His big toe, the Stalwart, is poised upon the threshold of
Adventure. Below lie grains of sand like fallen Planets, magnificent in their ignored
intricacy. Between the Stalwart and the foremost Planet space is eternal: minute
as a universe, enormous as an atom, unfathomable to our petty understanding.
The
Stalwart, while being of rather simple appearance, is a subtle being bearing
the complexities of many Adventures. The Stalwart has met Fire and burned, Ice and
froze, Comfort and relaxed, Hardship and struggled. Many times has it forgotten
Truth for fact, become complacent and been reminded. Each time that it seems to
choose poorly, it chooses wisely, for it seeks to learn. Hesitation is a thing
learned, too, a choice itself, crafted of the ridiculous Fear that some Things
are bad. For once upon a Moment the
Stalwart was energetic as a young child, as exuberant as a new lover, as
Adventuresome as God Herself. And the Stalwart remember this an Idea, but isn’t
ready to remember the Act.
Behind the
Stalwart are the other toes: the Grasper, long and pliant and eager; the
Feeler, sensing, analyzing, aware; the Stabilizer, counterweighing the
Stalwart; and lastly, the Runt, squat, useless, ugly. Each respectfully,
eagerly awaits its time for action, its manifestation of Meaning.
And thus the
Moment comes! swift as a peregrine diving, powerful as an elephant charging,
subtle as a butterfly becoming. The Stalwart plunges forward and down through
space eternal to meet the Adventure hidden within the folds of fallen Planets.
That is how Mitch
the Cat steps onto the beach. He navigates the high tide line, wincing as he
feels the barnacles, gasping when a rock slips. At the first tidepool he
shudders, wades through quickly and placidly as he can, fearing the Splash. At
the first sandbar, he tiptoes around shells, meanders about aimlessly, head
down. This is his fourth day Mitch the Cat wander-wonders around on the beach,
and he is yet to know whatever it is he is looking for here, let alone pursue
it or achieve it. Maybe he is looking for Nothing, which is a wonderful
Adventure, but not the one for him.
Courage isn’t
a prevailing attribute of Mitch’s in this Moment, but once upon a Moment it
was, and it certainly could be again.
He’s just not ready to learn from Courage. Though he is oblivious to this Truth,
head down, caught within the cage of his own overwhelming thoughts, he is
learning quite a lot from Hesitation. You see, Hesitation causes his great
Weariness, and he doesn’t realise this yet, but he will.
He starts in
the early morning, as Hesitation is overcome by the Stalwart’s Courage. The
tide is a couple sandbars out. He follows its patient progress, pacing, rambling
on to himSelf silently, but sometimes out loud if there is no one around and he
is feeling rather passionate about an Idea. These days the tide stops going out
after about a mile, and that is Fact because there’s a big stone monolith that
proves so. Mitch hasn’t actually measured the distance from road to monolith,
but a kid told him it was “the Mile Marker”. [How could I measure it?] Mitch
the Cat wonders, and then after a few seconds of wondering about that moves on
to wondering about how anybody measures any large distance and so forth ever
deeper into the abstract (the pointlessness of which I will save you from)
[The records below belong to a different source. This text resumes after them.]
pub use entity::{
    attendances, classes, delivery_outcomes, display_tokens, fcm_tokens, notification_jobs,
    parents, schools, student_parents, students, Id,
};

pub mod attendance;
pub mod delivery_outcome;
pub mod display_token;
pub mod error;
pub mod guardian;
pub mod notification_job;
until he hears or sees or remembers some other Thing to which he can create an
Idea to wonder about. And so forth onwards to nowhere.
But before
you click the little X to leave this blog and do your best to forget about its current
pointlessness, I assure you that there is a Moment in which our dear fellow
begins to wonder about some Idea of Meaning. It’s the same Moment he
rediscovers his Courage, and it’s such an exciting Moment that I dearly wish to
share it with you now, but if I did you just wouldn’t get it, because it wouldn’t have any Meaning for you like it has
for me and for Mitch. So we all must be patient, then.
Anyway,
where am I? Oh yes, I’m with Mitch. But where is he again?